11Alive beefs up Atlanta Pride presence, LGBT content

There will be a familiar presence on the Atlanta Pride parade route this year, as local TV news station 11Alive airs a live stream of the parade for the fourth year in a row with a beefed up team of anchors, reporters and more, plus a float in the parade. It will be the largest presence the station has ever had at Pride, continuing a trend of devoting more and more coverage to issues concerning Atlanta’s LGBT community throughout the year.

This year’s three-hour live stream will be hosted by reporter and anchor Blayne Alexander and “Atlanta & Company” host Christine Pullara, who will be stationed at a booth on the parade route on Peachtree Street along with openly gay reporter Jeremy Campbell.

It’s a breath of fresh air for Campbell, who says, “As a journalist it makes me excited to come to work every day because I’ve worked at stations where that’s not the case and this community is considered a fringe community. Like, ‘We’ll put an article on the web but that wouldn’t be something worthy of covering on television.’”

The station has kept a steady stream of LGBT stories on the air and online, from breaking news stories like the U.S. Supreme Court striking down same-sex marriage bans across the country in June, to more personal stories, such as that of Ashley Diamond, the transgender Georgia inmate who alleges she was sexually assaulted and denied hormone therapy treatment while in prison. The station followed Diamond’s saga throughout the past year, with Campbell scoring a coup by getting the first on-air interview with Diamond following her release from prison in August.

Pride coverage becomes a building-wide project

11Alive station operations manager Tim Thomas is quick to respond when asked what led the station to cover the parade live that first year in 2012, comparing it to their coverage of other community events like the Peachtree Road Race.

“These are things that tie us to the community and there’s no way whether it’s gay or straight that we should not cover it,” he says.

Campbell agrees, saying, “It has to be just to be a modern, relevant TV station. The LGBT community is such a big part of the population of Atlanta.”

But this year’s coverage of Pride will look completely unlike the station’s first crack at it three years ago.

“It was simply a laptop, a camera and somebody down there just talking about it,” Thomas says. “And as anything in its infant stage, we were like, ‘We’ve gotta do this better.’”

They added more camera people each year and made the Pride coverage a building-wide project involving more of the newsroom and engineering department. Joining Alexander, Pullara and Campbell this year will be color commentator (and 2014 Atlanta Pride grand marshal) Tony Kearney, as well as TV and radio personality Conn Jackson.

“[Jackson] does a great job of jumping on and off floats and he’s just crazy enough to do it, so we let him do it,” Thomas says, laughing.

There will also be produced pieces dropped into the coverage throughout the day, spotlighting a variety of issues, including an update on same-sex marriage in Georgia (featuring an interview with Georgia Voice Editor Darian Aaron), a look at transgender life in Atlanta and a more lighthearted piece on the city’s drag queens.

“With Violet Chachki winning ‘RuPaul’s Drag Race,’ I thought it was a great opportunity to declare Atlanta ‘The Drag Queen Capital of the World,’” Campbell says, adding, “I quickly learned if you’re going to do a story about drag queens, you can’t just include a few.

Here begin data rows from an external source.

//! Human-authorization coordinator.
//!
//! Each open request owns a oneshot channel. The operator command channel and
//! the relay poll task both resolve through the same pending registry, so the
//! first resolution wins and any later one finds nothing to resolve.

use std::collections::HashMap;
use std::sync::{Arc, Mutex, MutexGuard};
use std::time::Duration;

use async_trait::async_trait;
use thiserror::Error;
use tokio::sync::oneshot;
use tokio::task::JoinHandle;
use tokio::time::sleep;
use tracing::{debug, info, warn};

use super::relay::RelayTicket;
use super::relay_client::RelayClient;
use super::types::{HumanAuthDecision, HumanAuthRequest};

/// Requests never wait less than this.
pub const MIN_AUTH_TIMEOUT_SECS: u64 = 30;

/// Coordinator errors.
#[derive(Error, Debug, PartialEq, Eq)]
pub enum AuthError {
    #[error("No pending authorization request '{0}'")]
    NotPending(String),
    #[error("Request id '{0}' is ambiguous")]
    Ambiguous(String),
    #[error("Invalid command: {0}")]
    InvalidCommand(String),
}

/// Receives newly opened requests, e.g. to print them for an operator.
#[async_trait]
pub trait AuthNotifier: Send + Sync {
    async fn announce(&self, request: &HumanAuthRequest, open_url: Option<&str>)
        -> anyhow::Result<()>;
}

/// Coordinator configuration.
#[derive(Clone, Default)]
pub struct CoordinatorConfig {
    pub relay: Option<RelayClient>,
    pub notifier: Option<Arc<dyn AuthNotifier>>,
}

impl CoordinatorConfig {
    pub fn with_relay(mut self, relay: RelayClient) -> Self {
        self.relay = Some(relay);
        self
    }

    pub fn with_notifier(mut self, notifier: Arc<dyn AuthNotifier>) -> Self {
        self.notifier = Some(notifier);
        self
    }
}

struct PendingEntry {
    request: HumanAuthRequest,
    tx: oneshot::Sender<HumanAuthDecision>,
}

type Registry = Arc<Mutex<HashMap<String, PendingEntry>>>;

fn lock(registry: &Registry) -> MutexGuard<'_, HashMap<String, PendingEntry>> {
    match registry.lock() {
        Ok(guard) => guard,
        Err(poisoned) => poisoned.into_inner(),
    }
}

/// Remove the entry and deliver the decision. Only the first caller succeeds.
fn resolve_in(registry: &Registry, id: &str, decision: HumanAuthDecision) -> Result<(), AuthError> {
    let entry = lock(registry)
        .remove(id)
        .ok_or_else(|| AuthError::NotPending(id.to_string()))?;
    info!(
        request_id = %id,
        capability = %entry.request.capability,
        status = decision.status.as_str(),
        "authorization request resolved"
    );
    // The waiter may already have given up; the entry is gone either way.
    let _ = entry.tx.send(decision);
    Ok(())
}

/// A request that has been opened and not yet waited on.
pub struct PendingAuth {
    request: HumanAuthRequest,
    rx: oneshot::Receiver<HumanAuthDecision>,
    open_url: Option<String>,
    relay_ticket: Option<RelayTicket>,
    relay_task: Option<JoinHandle<()>>,
}

impl PendingAuth {
    pub fn request(&self) -> &HumanAuthRequest {
        &self.request
    }

    /// Relay page for the human, when a relay is configured.
    pub fn open_url(&self) -> Option<&str> {
        self.open_url.as_deref()
    }
}

/// Issues authorization requests and collects their decisions.
pub struct AuthCoordinator {
    registry: Registry,
    config: CoordinatorConfig,
}

impl AuthCoordinator {
    pub fn new(config: CoordinatorConfig) -> Self {
        Self {
            registry: Arc::new(Mutex::new(HashMap::new())),
            config,
        }
    }

    /// Effective wait for a request.
    pub fn effective_timeout(timeout_sec: u64) -> u64 {
        timeout_sec.max(MIN_AUTH_TIMEOUT_SECS)
    }

    /// Register a request and expose it on every configured channel.
    pub async fn open(&self, request: HumanAuthRequest) -> PendingAuth {
        let (tx, rx) = oneshot::channel();
        lock(&self.registry).insert(
            request.id.clone(),
            PendingEntry {
                request: request.clone(),
                tx,
            },
        );
        info!(
            request_id = %request.id,
            task_id = %request.task_id,
            capability = %request.capability,
            "authorization requested: {}",
            request.instruction
        );

        let mut open_url = None;
        let mut relay_ticket = None;
        let mut relay_task = None;
        if let Some(relay) = &self.config.relay {
            let timeout = Self::effective_timeout(request.timeout_sec);
            match relay.create(&request, timeout).await {
                Ok(ticket) => {
                    open_url = Some(ticket.open_url.clone());
                    relay_ticket = Some(ticket.clone());
                    let relay = relay.clone();
                    let registry = self.registry.clone();
                    let id = request.id.clone();
                    relay_task = Some(tokio::spawn(async move {
                        match relay.wait_for_decision(&ticket).await {
                            Ok(decision) => {
                                if let Err(e) = resolve_in(&registry, &id, decision) {
                                    debug!("Relay decision arrived late: {}", e);
                                }
                            }
                            Err(e) => warn!("Relay polling for {} stopped: {}", id, e),
                        }
                    }));
                }
                Err(e) => warn!("Failed to create relay request: {}", e),
            }
        }

        if let Some(notifier) = &self.config.notifier {
            if let Err(e) = notifier.announce(&request, open_url.as_deref()).await {
                debug!("Authorization notifier failed: {}", e);
            }
        }

        PendingAuth {
            request,
            rx,
            open_url,
            relay_ticket,
            relay_task,
        }
    }

    /// Wait for a decision or the deadline, whichever comes first.
    pub async fn wait(&self, pending: PendingAuth) -> HumanAuthDecision {
        let PendingAuth {
            request,
            mut rx,
            relay_ticket,
            relay_task,
            ..
        } = pending;
        let timeout = Self::effective_timeout(request.timeout_sec);

        let received = tokio::select! {
            received = &mut rx => Some(received),
            _ = sleep(Duration::from_secs(timeout)) => None,
        };

        let decision = match received {
            Some(Ok(decision)) => decision,
            Some(Err(_)) => HumanAuthDecision::timeout(),
            None => {
                if lock(&self.registry).remove(&request.id).is_some() {
                    info!(request_id = %request.id, "authorization request timed out after {}s", timeout);
                    HumanAuthDecision::timeout()
                } else {
                    // Resolved in the same instant the deadline fired.
                    rx.try_recv().unwrap_or_else(|_| HumanAuthDecision::timeout())
                }
            }
        };

        if let Some(task) = relay_task {
            task.abort();
        }
        // The open link must not outlive a decision made on another channel.
        if let (Some(relay), Some(ticket)) = (&self.config.relay, &relay_ticket) {
            if let Err(e) = relay.close(ticket, decision.status.into()).await {
                warn!("Failed to close relay request {}: {}", ticket.id, e);
            }
        }
        decision
    }

    /// Open a request and wait for its decision.
    pub async fn request(&self, request: HumanAuthRequest) -> HumanAuthDecision {
        let pending = self.open(request).await;
        self.wait(pending).await
    }

    /// Resolve a pending request by its full id.
    pub fn resolve(&self, id: &str, decision: HumanAuthDecision) -> Result<(), AuthError> {
        resolve_in(&self.registry, id, decision)
    }

    /// Requests still waiting, oldest first.
    pub fn pending(&self) -> Vec<HumanAuthRequest> {
        let mut requests: Vec<_> = lock(&self.registry)
            .values()
            .map(|entry| entry.request.clone())
            .collect();
        requests.sort_by_key(|r| r.created_at);
        requests
    }

    /// Expand a full id or unique prefix to a pending id.
    fn find_id(&self, needle: &str) -> Result<String, AuthError> {
        let registry = lock(&self.registry);
        if registry.contains_key(needle) {
            return Ok(needle.to_string());
        }
        let mut matches = registry.keys().filter(|id| id.starts_with(needle));
        match (matches.next(), matches.next()) {
            (Some(id), None) => Ok(id.clone()),
            (Some(_), Some(_)) => Err(AuthError::Ambiguous(needle.to_string())),
            (None, _) => Err(AuthError::NotPending(needle.to_string())),
        }
    }

    /// Handle an operator command: `approve <id> [note]` or `reject <id> [note]`.
    ///
    /// The id may be shortened to any unique prefix.
    pub fn handle_command(&self, line: &str) -> Result<String, AuthError> {
        let mut parts = line.trim().splitn(3, char::is_whitespace);
        let verb = parts.next().unwrap_or_default().to_ascii_lowercase();
        let id = parts.next().map(str::trim).unwrap_or_default();
        let note = parts
            .next()
            .map(str::trim)
            .filter(|n| !n.is_empty())
            .map(str::to_string);

        let approve = match verb.as_str() {
            "approve" | "allow" => true,
            "reject" | "deny" => false,
            _ => {
                return Err(AuthError::InvalidCommand(format!(
                    "expected 'approve <id> [note]' or 'reject <id> [note]', got '{}'",
                    line.trim()
                )))
            }
        };
        if id.is_empty() {
            return Err(AuthError::InvalidCommand(format!("missing request id after '{}'", verb)));
        }

        let id = self.find_id(id)?;
        let decision = if approve {
            HumanAuthDecision::approved(note, None)
        } else {
            HumanAuthDecision::rejected(note)
        };
        self.resolve(&id, decision)?;
        Ok(format!(
            "{} {}",
            if approve { "Approved" } else { "Rejected" },
            id
        ))
    }
}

You have to be equal opportunity. I learned that the hard way [laughs]. I started getting emails and Twitter messages, so I’m daunted with the task of jam-packing the story with all of the Atlanta drag queens that I can.”

‘The perfect recipe’

Thomas credits the Atlanta Pride Committee for keeping the station balanced as far covering more than just the larger news stories like marriage equality.

“They’ve kind of kept us grounded because it’s easy in news to go with the news cycle, so we’ve got some great stories there,” he says.

And the interest in Pride coverage doesn’t end after the finale of the Starlight Cabaret on Sunday night. The station personnel say their Pride web page sees heavy traffic throughout the year as people come back to view photos and video from the weekend.

“That’s the perfect recipe, when you have the station doing this and then the feedback comes in from the community that, ‘Yes, we want to see this, we’re glad you’re doing it,’” Campbell says. “That’s how something becomes bigger and how we’ve gotten to where we are this year.”

Both Campbell and Thomas say it all goes back to that slogan you frequently hear if you’re a regular consumer of 11Alive’s coverage: “Holding the powerful accountable.”

“The station mantra falls into that and if there’s inequality about something, that type of story will get the attention of 11Alive,” Campbell says. “It’s a natural fit.”